Chicago’s Thanksgiving Parade: A Tradition Enjoyed by Many

November 25, 2018 Updated: November 25, 2018
Bugs Bunny served as the Grand Marshal
Bugs Bunny served as the Grand Marshal. (David Yang)

CHICAGO—The sights and sounds of the Thanksgiving Day Parade are always a treat for all ages, whether watching them on location or live.  This year, it’s not just a parade, but a multicultural fine arts spectacle that is as diverse as it is entertaining.

Miss Illinois in chicago Thanksgiving Parade.
What is a parade without a beauty queen or two. Miss Illinois in the Chicago Thanksgiving Day Parade. (David Yang)
Marching Band in Thanksgiving Parade
One of the parades many marching bands. (Lin Chong)

The Uncle Dan’s Thanksgiving Day Parade marched down State Street on Nov. 22, 2018, drawing a big crowd despite the chilly temperature. Over 5,000 participants walked in the parade, including marching bands, various cultural groups, and celebrity guests.

Fred Flintstone makes an appearance on Chicago's State Street
Fred Flintstone makes an appearance on Chicago’s State Street. (Lin Chong)

Of course, festive floats and giant inflatables were sprinkled throughout. Bugs Bunny served as the Grand Marshal.

For some, the event is not merely entertaining but an important family tradition.

Chris Phillis and her family
Chris Phillis and her family travel nearly 100 miles to see the parade every year. (Stacey Tang)

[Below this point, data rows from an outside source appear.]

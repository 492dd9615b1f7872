//! PostgreSQL bronze layer for the daily price pipeline.
//!
//! - [`db`]: connection settings, pooled connections, embedded provisioning migrations.
//! - [`schema`] / [`models`]: Diesel mapping of `bronze.stock_prices`.
//! - [`sink::PgSink`]: the [`DataSink`](price_ingestor::io::sink::DataSink) the
//!   `bronze-ingest` binary loads through.

pub mod db;
pub mod models;
pub mod schema;
pub mod sink;
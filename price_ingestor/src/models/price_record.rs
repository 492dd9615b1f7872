//! Canonical row of the raw price table.

use chrono::{NaiveDate, NaiveDateTime};
use serde::Serialize;

/// One symbol on one trading day, as persisted in the raw table.
///
/// Field order is the column order of the sink table; see [`PriceRecord::COLUMNS`].
/// `low <= open, close <= high` is guaranteed by the provider and not checked here.
#[derive(Debug, Clone, PartialEq, Serialize)]
pub struct PriceRecord {
    pub symbol: String,
    pub date: NaiveDate,
    pub open: f64,
    pub high: f64,
    pub low: f64,
    pub close: f64,
    /// Copy of `close`; the provider's own adjusted close is not used.
    pub adj_close: f64,
    pub volume: u64,
    /// Provenance tag of the provider, e.g. `yahoo_finance`.
    pub source: String,
    /// Wall-clock UTC time of the fetch call. Shared by every row of a batch.
    pub ingestion_timestamp: NaiveDateTime,
}

impl PriceRecord {
    /// Canonical column set, in sink order.
    pub const COLUMNS: [&'static str; 10] = [
        "symbol",
        "date",
        "open",
        "high",
        "low",
        "close",
        "adj_close",
        "volume",
        "source",
        "ingestion_timestamp",
    ];
}
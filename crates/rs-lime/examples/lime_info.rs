//! Simple CLI tool to discover and query LimeSDR devices.
//!
//! Prints the connection string, board identification, and chip
//! temperature of every connected device.

use rs_lime::{enumerate_devices, library_version, LimeDevice};
use std::process;

fn main() {
    // Initialize tracing
    tracing_subscriber::fmt::init();

    match run() {
        Ok(()) => process::exit(0),
        Err(e) => {
            eprintln!("Error: {}", e);
            eprintln!("\nTroubleshooting:");
            eprintln!("- Check that LimeSuite is installed (LimeUtil --find)");
            eprintln!("- Check USB permissions (udev rules on Linux)");
            process::exit(1);
        }
    }
}

fn run() -> Result<(), Box<dyn std::error::Error>> {
    if let Some(version) = library_version() {
        println!("LimeSuite library version: {}", version);
    }

    println!("Scanning for LimeSDR devices...\n");

    let devices = enumerate_devices()?;

    if devices.is_empty() {
        println!("No LimeSDR devices found.");
        return Ok(());
    }

    for (i, dev) in devices.iter().enumerate() {
        println!("Device {}: {}", i, dev.raw);

        let device = LimeDevice::open(dev)?;
        let info = device.device_info()?;

        println!("  Firmware version: {}", info.firmware_version);
        println!("  Hardware version: {}", info.hardware_version);
        println!("  Gateware version: {}", info.gateware_version);
        println!("  Gateware target:  {}", info.gateware_target_board);
        println!("  Serial number:    {:016X}", info.board_serial_number);

        match device.chip_temperature() {
            Ok(temp) => println!("  Chip temperature: {:.1} C", temp),
            Err(e) => println!("  Chip temperature: unavailable ({})", e),
        }

        println!();
    }

    Ok(())
}
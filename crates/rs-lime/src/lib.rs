//! Rust interface to LimeSDR devices through the LimeSuite driver library.
//!
//! # Overview
//!
//! `rs-lime` wraps the `LMS_*` C API of libLimeSuite — device enumeration,
//! configuration, and timestamped sample streaming — behind safe Rust types.
//! The library is loaded at runtime, so this crate builds and runs on
//! machines without LimeSuite installed; operations then report
//! [`Error::LibraryNotFound`].
//!
//! All USB transport, FPGA control, and the streaming engine live inside
//! libLimeSuite. This crate marshals arguments across the C boundary and
//! turns non-zero status codes into [`Error`] values carrying the driver's
//! last-error message.
//!
//! # Example
//!
//! ```no_run
//! use rs_lime::LimeDevice;
//!
//! let device = LimeDevice::open_first()?;
//! device.init()?;
//! println!("Chip temperature: {:.1} C", device.chip_temperature()?);
//! # Ok::<(), rs_lime::Error>(())
//! ```

pub mod device;
pub mod error;
pub mod ffi;
pub mod stream;

pub use device::{enumerate_devices, DeviceInfo, LimeDevice, LimeDeviceInfo};
pub use error::{Error, Result};
pub use ffi::{is_available, library_version};
pub use stream::{LimeStream, SampleFormat, StreamConfig, StreamMeta, StreamStatus};

/// Stream and channel direction.
#[derive(Debug, Clone, Copy, PartialEq, Eq)]
pub enum Direction {
    /// Receive (device to host)
    Rx,
    /// Transmit (host to device)
    Tx,
}

impl Direction {
    /// The boolean `dir_tx` flag used by every directional `LMS_*` call.
    pub(crate) fn is_tx(self) -> bool {
        matches!(self, Direction::Tx)
    }
}

/// Number of RF channels per direction on LMS7002M-based boards.
pub const MAX_CHANNELS: usize = 2;
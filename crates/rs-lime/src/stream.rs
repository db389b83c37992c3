//! Sample streaming: stream setup, start/stop, blocking recv/send, status.

use std::ffi::c_void;
use std::time::Duration;

use num_complex::Complex;

use crate::error::{Error, Result};
use crate::ffi::{self, lms_stream_meta_t, lms_stream_status_t, lms_stream_t, LmsDeviceHandle};
use crate::Direction;

/// Wire format of the samples crossing the driver boundary.
#[derive(Debug, Clone, Copy, PartialEq, Eq, Default)]
pub enum SampleFormat {
    /// 32-bit float I/Q, normalized to -1.0..1.0.
    #[default]
    F32,
    /// 16-bit integer I/Q.
    I16,
    /// 12-bit integer I/Q, packed on the USB link, presented to the host
    /// in 16-bit containers.
    I12,
}

impl SampleFormat {
    fn to_native(self) -> i32 {
        match self {
            SampleFormat::F32 => ffi::LMS_FMT_F32,
            SampleFormat::I16 => ffi::LMS_FMT_I16,
            SampleFormat::I12 => ffi::LMS_FMT_I12,
        }
    }
}

/// Stream configuration.
#[derive(Debug, Clone)]
pub struct StreamConfig {
    /// RF channel index (0 or 1).
    pub channel: u32,
    /// Wire sample format.
    pub format: SampleFormat,
    /// Driver FIFO size in samples.
    pub fifo_size: u32,
    /// 0.0 optimizes for latency, 1.0 for throughput.
    pub throughput_vs_latency: f32,
}

impl Default for StreamConfig {
    fn default() -> Self {
        Self {
            channel: 0,
            format: SampleFormat::F32,
            fifo_size: 64 * 1024,
            throughput_vs_latency: 0.5,
        }
    }
}

/// Streaming metadata: the hardware timestamp of the first sample of a
/// transfer, plus transmit synchronization flags.
#[derive(Debug, Clone, Copy, Default, PartialEq, Eq)]
pub struct StreamMeta {
    /// Hardware timestamp in samples since stream start.
    pub timestamp: u64,
    /// TX: hold the burst until the hardware clock reaches `timestamp`.
    pub wait_for_timestamp: bool,
    /// TX: send a partially filled packet immediately (end of burst).
    pub flush_partial_packet: bool,
}

impl StreamMeta {
    /// Metadata for a transmit burst scheduled at a hardware timestamp.
    pub fn at_timestamp(timestamp: u64) -> Self {
        Self {
            timestamp,
            wait_for_timestamp: true,
            flush_partial_packet: false,
        }
    }

    fn to_native(self) -> lms_stream_meta_t {
        lms_stream_meta_t {
            timestamp: self.timestamp,
            wait_for_timestamp: self.wait_for_timestamp,
            flush_partial_packet: self.flush_partial_packet,
        }
    }

    fn from_native(raw: lms_stream_meta_t) -> Self {
        Self {
            timestamp: raw.timestamp,
            wait_for_timestamp: raw.wait_for_timestamp,
            flush_partial_packet: raw.flush_partial_packet,
        }
    }
}

/// Stream status snapshot from `LMS_GetStreamStatus`.
#[derive(Debug, Clone, Copy, Default, PartialEq)]
pub struct StreamStatus {
    /// Whether the stream is currently running.
    pub active: bool,
    /// Samples currently held in the driver FIFO.
    pub fifo_filled: u32,
    /// Driver FIFO capacity in samples.
    pub fifo_size: u32,
    /// FIFO underrun count since start.
    pub underrun: u32,
    /// FIFO overrun count since start.
    pub overrun: u32,
    /// Packets dropped by the hardware since start.
    pub dropped_packets: u32,
    /// Sampling rate of the stream in Hz.
    pub sample_rate: f64,
    /// Combined data rate of all streams on the link, bytes per second.
    pub link_rate: f64,
    /// Current hardware timestamp.
    pub timestamp: u64,
}

impl StreamStatus {
    fn from_native(raw: lms_stream_status_t) -> Self {
        Self {
            active: raw.active,
            fifo_filled: raw.fifo_filled_count,
            fifo_size: raw.fifo_size,
            underrun: raw.underrun,
            overrun: raw.overrun,
            dropped_packets: raw.dropped_packets,
            sample_rate: raw.sample_rate,
            link_rate: raw.link_rate,
            timestamp: raw.timestamp,
        }
    }
}

/// A configured receive or transmit stream.
///
/// The underlying `lms_stream_t` descriptor is boxed: the driver keeps the
/// struct address between `LMS_SetupStream` and `LMS_DestroyStream`, so it
/// must not move while the stream exists. Dropping the stream stops it if
/// running and destroys it.
pub struct LimeStream {
    device: LmsDeviceHandle,
    inner: Box<lms_stream_t>,
    direction: Direction,
    format: SampleFormat,
    running: bool,
}

// SAFETY: stream operations are synchronized inside the driver.
unsafe impl Send for LimeStream {}

impl LimeStream {
    /// Register a stream with the driver (`LMS_SetupStream`).
    pub(crate) fn setup(
        device: LmsDeviceHandle,
        direction: Direction,
        config: &StreamConfig,
    ) -> Result<Self> {
        let lib = ffi::get_lib().ok_or(Error::LibraryNotFound)?;

        let mut inner = Box::new(lms_stream_t {
            handle: 0,
            is_tx: direction.is_tx(),
            channel: config.channel,
            fifo_size: config.fifo_size,
            throughput_vs_latency: config.throughput_vs_latency,
            data_fmt: config.format.to_native(),
        });

        let ret = unsafe { (lib.setup_stream)(device, inner.as_mut()) };
        if ret != 0 {
            return Err(Error::StreamSetupFailed(ffi::last_error()));
        }

        tracing::debug!(
            "Stream set up: {:?} channel {} format {:?}",
            direction,
            config.channel,
            config.format
        );

        Ok(Self {
            device,
            inner,
            direction,
            format: config.format,
            running: false,
        })
    }

    /// Stream direction.
    pub fn direction(&self) -> Direction {
        self.direction
    }

    /// RF channel index.
    pub fn channel(&self) -> u32 {
        self.inner.channel
    }

    /// Configured wire format.
    pub fn format(&self) -> SampleFormat {
        self.format
    }

    /// Whether the stream has been started.
    pub fn is_running(&self) -> bool {
        self.running
    }

    /// Start streaming.
    pub fn start(&mut self) -> Result<()> {
        if self.running {
            return Ok(());
        }
        let lib = ffi::get_lib().ok_or(Error::LibraryNotFound)?;
        let ret = unsafe { (lib.start_stream)(self.inner.as_mut()) };
        if ret != 0 {
            return Err(Error::call("LMS_StartStream"));
        }
        self.running = true;
        Ok(())
    }

    /// Stop streaming. The stream can be started again.
    pub fn stop(&mut self) -> Result<()> {
        if !self.running {
            return Ok(());
        }
        let lib = ffi::get_lib().ok_or(Error::LibraryNotFound)?;
        let ret = unsafe { (lib.stop_stream)(self.inner.as_mut()) };
        if ret != 0 {
            return Err(Error::call("LMS_StopStream"));
        }
        self.running = false;
        Ok(())
    }

    /// Receive float I/Q samples from an RX stream.
    ///
    /// Blocks until `buffer.len()` samples arrive or `timeout` elapses;
    /// returns the number of samples actually read (which may be smaller)
    /// and the metadata of the first sample.
    pub fn recv(
        &mut self,
        buffer: &mut [Complex<f32>],
        timeout: Duration,
    ) -> Result<(usize, StreamMeta)> {
        self.check_recv(SampleFormat::F32)?;
        self.recv_raw(buffer.as_mut_ptr() as *mut c_void, buffer.len(), timeout)
    }

    /// Receive integer I/Q samples (I16 and I12 wire formats).
    pub fn recv_i16(
        &mut self,
        buffer: &mut [Complex<i16>],
        timeout: Duration,
    ) -> Result<(usize, StreamMeta)> {
        self.check_recv(SampleFormat::I16)?;
        self.recv_raw(buffer.as_mut_ptr() as *mut c_void, buffer.len(), timeout)
    }

    /// Transmit float I/Q samples on a TX stream.
    ///
    /// Returns the number of samples accepted into the driver FIFO.
    pub fn send(
        &mut self,
        buffer: &[Complex<f32>],
        meta: &StreamMeta,
        timeout: Duration,
    ) -> Result<usize> {
        self.check_send(SampleFormat::F32)?;
        self.send_raw(buffer.as_ptr() as *const c_void, buffer.len(), meta, timeout)
    }

    /// Transmit integer I/Q samples (I16 and I12 wire formats).
    pub fn send_i16(
        &mut self,
        buffer: &[Complex<i16>],
        meta: &StreamMeta,
        timeout: Duration,
    ) -> Result<usize> {
        self.check_send(SampleFormat::I16)?;
        self.send_raw(buffer.as_ptr() as *const c_void, buffer.len(), meta, timeout)
    }

    /// Query stream status: FIFO fill, drop counters, rates, timestamp.
    pub fn status(&mut self) -> Result<StreamStatus> {
        let lib = ffi::get_lib().ok_or(Error::LibraryNotFound)?;
        let mut raw = lms_stream_status_t::default();
        let ret = unsafe { (lib.get_stream_status)(self.inner.as_mut(), &mut raw) };
        if ret != 0 {
            return Err(Error::call("LMS_GetStreamStatus"));
        }
        Ok(StreamStatus::from_native(raw))
    }

    fn check_recv(&self, called_as: SampleFormat) -> Result<()> {
        if self.direction != Direction::Rx {
            return Err(Error::InvalidConfig("recv on a TX stream".to_string()));
        }
        self.check_common(called_as)
    }

    fn check_send(&self, called_as: SampleFormat) -> Result<()> {
        if self.direction != Direction::Tx {
            return Err(Error::InvalidConfig("send on an RX stream".to_string()));
        }
        self.check_common(called_as)
    }

    fn check_common(&self, called_as: SampleFormat) -> Result<()> {
        if !self.running {
            return Err(Error::StreamInactive);
        }
        // The I12 wire format is serviced through the I16 call path: the
        // driver hands 12-bit payloads to the host in 16-bit containers.
        let compatible = match called_as {
            SampleFormat::F32 => self.format == SampleFormat::F32,
            SampleFormat::I16 => matches!(self.format, SampleFormat::I16 | SampleFormat::I12),
            SampleFormat::I12 => false,
        };
        if !compatible {
            return Err(Error::FormatMismatch(self.format));
        }
        Ok(())
    }

    fn recv_raw(
        &mut self,
        samples: *mut c_void,
        count: usize,
        timeout: Duration,
    ) -> Result<(usize, StreamMeta)> {
        let lib = ffi::get_lib().ok_or(Error::LibraryNotFound)?;
        let mut meta = lms_stream_meta_t::default();
        let ret = unsafe {
            (lib.recv_stream)(
                self.inner.as_mut(),
                samples,
                count,
                &mut meta,
                timeout_ms(timeout),
            )
        };
        if ret < 0 {
            return Err(Error::call("LMS_RecvStream"));
        }
        Ok((ret as usize, StreamMeta::from_native(meta)))
    }

    fn send_raw(
        &mut self,
        samples: *const c_void,
        count: usize,
        meta: &StreamMeta,
        timeout: Duration,
    ) -> Result<usize> {
        let lib = ffi::get_lib().ok_or(Error::LibraryNotFound)?;
        let native_meta = meta.to_native();
        let ret = unsafe {
            (lib.send_stream)(
                self.inner.as_mut(),
                samples,
                count,
                &native_meta,
                timeout_ms(timeout),
            )
        };
        if ret < 0 {
            return Err(Error::call("LMS_SendStream"));
        }
        Ok(ret as usize)
    }
}

impl Drop for LimeStream {
    fn drop(&mut self) {
        if let Some(lib) = ffi::get_lib() {
            if self.running {
                let _ = self.stop();
            }
            tracing::debug!(
                "Destroying {:?} stream on channel {}",
                self.direction,
                self.inner.channel
            );
            unsafe { (lib.destroy_stream)(self.device, self.inner.as_mut()) };
        }
    }
}

fn timeout_ms(timeout: Duration) -> u32 {
    timeout.as_millis().min(u32::MAX as u128) as u32
}

#[cfg(test)]
mod tests {
    use super::*;

    #[test]
    fn test_stream_config_default() {
        let config = StreamConfig::default();
        assert_eq!(config.channel, 0);
        assert_eq!(config.format, SampleFormat::F32);
        assert_eq!(config.fifo_size, 64 * 1024);
        assert!((config.throughput_vs_latency - 0.5).abs() < f32::EPSILON);
    }

    #[test]
    fn test_meta_at_timestamp() {
        let meta = StreamMeta::at_timestamp(123_456);
        assert_eq!(meta.timestamp, 123_456);
        assert!(meta.wait_for_timestamp);
        assert!(!meta.flush_partial_packet);
    }

    #[test]
    fn test_meta_roundtrip() {
        let meta = StreamMeta {
            timestamp: 42,
            wait_for_timestamp: true,
            flush_partial_packet: true,
        };
        assert_eq!(StreamMeta::from_native(meta.to_native()), meta);
    }

    #[test]
    fn test_status_from_native() {
        let raw = lms_stream_status_t {
            active: true,
            fifo_filled_count: 100,
            fifo_size: 4096,
            underrun: 1,
            overrun: 2,
            dropped_packets: 3,
            sample_rate: 10e6,
            link_rate: 80e6,
            timestamp: 999,
        };
        let status = StreamStatus::from_native(raw);
        assert!(status.active);
        assert_eq!(status.fifo_filled, 100);
        assert_eq!(status.fifo_size, 4096);
        assert_eq!(status.underrun, 1);
        assert_eq!(status.overrun, 2);
        assert_eq!(status.dropped_packets, 3);
        assert_eq!(status.timestamp, 999);
    }

    #[test]
    fn test_timeout_conversion() {
        assert_eq!(timeout_ms(Duration::from_millis(250)), 250);
        assert_eq!(timeout_ms(Duration::from_secs(2)), 2000);
        assert_eq!(timeout_ms(Duration::from_secs(u64::MAX / 1000)), u32::MAX);
    }
}
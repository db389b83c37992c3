//! Transmit a continuous complex tone on a LimeSDR TX channel.
//!
//! # Usage
//!
//! ```sh
//! # 1 kHz tone at 868 MHz, 2 MS/s, for 5 seconds
//! cargo run --example lime_tx_tone -- -f 868000000 -s 2000000 -t 1000 -d 5
//! ```

use num_complex::Complex;
use rs_lime::{Direction, LimeDevice, StreamConfig, StreamMeta};
use std::env;
use std::f32::consts::TAU;
use std::process;
use std::time::{Duration, Instant};

struct Args {
    freq_hz: f64,
    sample_rate: f64,
    tone_hz: f64,
    duration_secs: f64,
    gain: f64,
    channel: u32,
    help: bool,
}

fn parse_args() -> Args {
    let mut args = Args {
        freq_hz: 868e6,
        sample_rate: 2e6,
        tone_hz: 1000.0,
        duration_secs: 5.0,
        gain: 0.4,
        channel: 0,
        help: false,
    };

    let argv: Vec<String> = env::args().collect();
    let mut i = 1;

    while i < argv.len() {
        match argv[i].as_str() {
            "-h" | "--help" => args.help = true,
            "-f" | "--freq" => {
                i += 1;
                args.freq_hz = argv.get(i).and_then(|v| v.parse().ok()).unwrap_or(args.freq_hz);
            }
            "-s" | "--rate" => {
                i += 1;
                args.sample_rate = argv
                    .get(i)
                    .and_then(|v| v.parse().ok())
                    .unwrap_or(args.sample_rate);
            }
            "-t" | "--tone" => {
                i += 1;
                args.tone_hz = argv.get(i).and_then(|v| v.parse().ok()).unwrap_or(args.tone_hz);
            }
            "-d" | "--duration" => {
                i += 1;
                args.duration_secs = argv
                    .get(i)
                    .and_then(|v| v.parse().ok())
                    .unwrap_or(args.duration_secs);
            }
            "-g" | "--gain" => {
                i += 1;
                args.gain = argv.get(i).and_then(|v| v.parse().ok()).unwrap_or(args.gain);
            }
            "-c" | "--channel" => {
                i += 1;
                args.channel = argv.get(i).and_then(|v| v.parse().ok()).unwrap_or(0);
            }
            _ => {}
        }
        i += 1;
    }

    args
}

fn print_help() {
    println!("Usage: lime_tx_tone [options]");
    println!("  -f, --freq <hz>       Center frequency (default 868 MHz)");
    println!("  -s, --rate <hz>       Sample rate (default 2 MS/s)");
    println!("  -t, --tone <hz>       Baseband tone frequency (default 1 kHz)");
    println!("  -d, --duration <sec>  Transmit duration (default 5.0)");
    println!("  -g, --gain <0..1>     Normalized TX gain (default 0.4)");
    println!("  -c, --channel <n>     RF channel index (default 0)");
}

fn main() {
    tracing_subscriber::fmt::init();

    let args = parse_args();
    if args.help {
        print_help();
        return;
    }

    if let Err(e) = run(&args) {
        eprintln!("Error: {}", e);
        process::exit(1);
    }
}

fn run(args: &Args) -> Result<(), Box<dyn std::error::Error>> {
    let device = LimeDevice::open_first()?;
    device.init()?;

    let channel = args.channel as usize;
    device.enable_channel(Direction::Tx, channel, true)?;
    device.set_sample_rate(args.sample_rate, 0)?;
    device.set_frequency(Direction::Tx, channel, args.freq_hz)?;
    device.set_normalized_gain(Direction::Tx, channel, args.gain)?;

    let mut stream = device.tx_stream(&StreamConfig {
        channel: args.channel,
        ..StreamConfig::default()
    })?;
    stream.start()?;

    eprintln!(
        "Transmitting {:.1} kHz tone at {:.3} MHz for {} s",
        args.tone_hz / 1e3,
        args.freq_hz / 1e6,
        args.duration_secs
    );

    // One full cycle of the tone, repeated back to back.
    let period = (args.sample_rate / args.tone_hz).round() as usize;
    let buffer: Vec<Complex<f32>> = (0..period.max(1))
        .map(|n| {
            let phase = TAU * args.tone_hz as f32 * n as f32 / args.sample_rate as f32;
            Complex::new(phase.cos(), phase.sin()) * 0.7
        })
        .collect();

    let meta = StreamMeta::default();
    let started = Instant::now();
    let mut sent: u64 = 0;

    while started.elapsed().as_secs_f64() < args.duration_secs {
        sent += stream.send(&buffer, &meta, Duration::from_millis(1000))? as u64;
    }

    let status = stream.status()?;
    eprintln!(
        "Sent {} samples, underrun: {}, link rate: {:.1} MB/s",
        sent,
        status.underrun,
        status.link_rate / 1e6
    );

    stream.stop()?;
    Ok(())
}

From southern Illinois, Chris Phillis travels nearly 100 miles each year, and has done so for the past 19 years or so with her husband and two sons. “They had such beautiful floats. When the kids were young, they loved all the big floats going by. It is really fun to watch them [while] walking by the EL (elevated train) … Everybody cheers for them,” she said.  She always feels welcomed by people’s friendliness.

Luis Amaya & 2 daughters at Thanksgiving parade
Luis Amaya and his daughters at the Thanksgiving Day Parade in Chicago. (Catherine Wen)

Luis Amaya, from Geneva, Illinois, most enjoys seeing the performances by local bands, school marching bands, and dance troupes.  “Our city is made up of a bunch of different neighborhoods, [so] it’s nice to see all the neighborhoods coming together for a parade,” he said.

Al Lewand attends Thanksgiving Day parade in Chicago
Al Lewand enjoying the Chicago parade on Thanksgiving Day. (Catherine Wen)

“It’s cool to see young kids out here, especially in the band … It’s kind of neat to see all these kids having a good time,” said Al Lewand, from Chicago, who was also most impressed by all the varieties of the bands in the parade.

Mobile's Azalea Trail Maids
Mobile, Alabama’s Azalea Trail Maids. (David Yang)

Sol Tereyra, a middle school student from Argentina said, “I play trombone in band. [I’m] here for vacation; my dad works in Chicago. It is really cool to watch all the bands playing various things—cool and interesting.”

Falun Gong hold a banner
The principles of Falun Gong are Truthfulness, Compassion and Tolerance. (David Yang).

Although well-known for its marching bands and the gigantic balloons, the parade has many other participants who are no less remarkable.  One such group appears on the Falun Dafa float.  Falun Dafa is a peaceful meditation practice that follows the guiding principles of truthfulness-compassion-tolerance and that perform five gentle exercises—some which were showcased on the float.

City of Zurich Police Band
City of Zurich Police Band. (Lin Chong)

“Amazing, Amazing, Amazing,” said Brandon Carter as he video-recorded the parade. He mentioned how wonderful it all was. He thought the Falun Dafa float was gorgeous and the participants portrayed themselves very beautifully.

Hawaiin dancers in the parade
Hawaiian dancers in the parade. (Lin Chong)

The first Chinese group to join the parade, the Falun Dafa group has been in the parade for 16 consecutive years. Thus, for those participating as well as attending, Chicago’s Thanksgiving Day Parade has become a yearly tradition.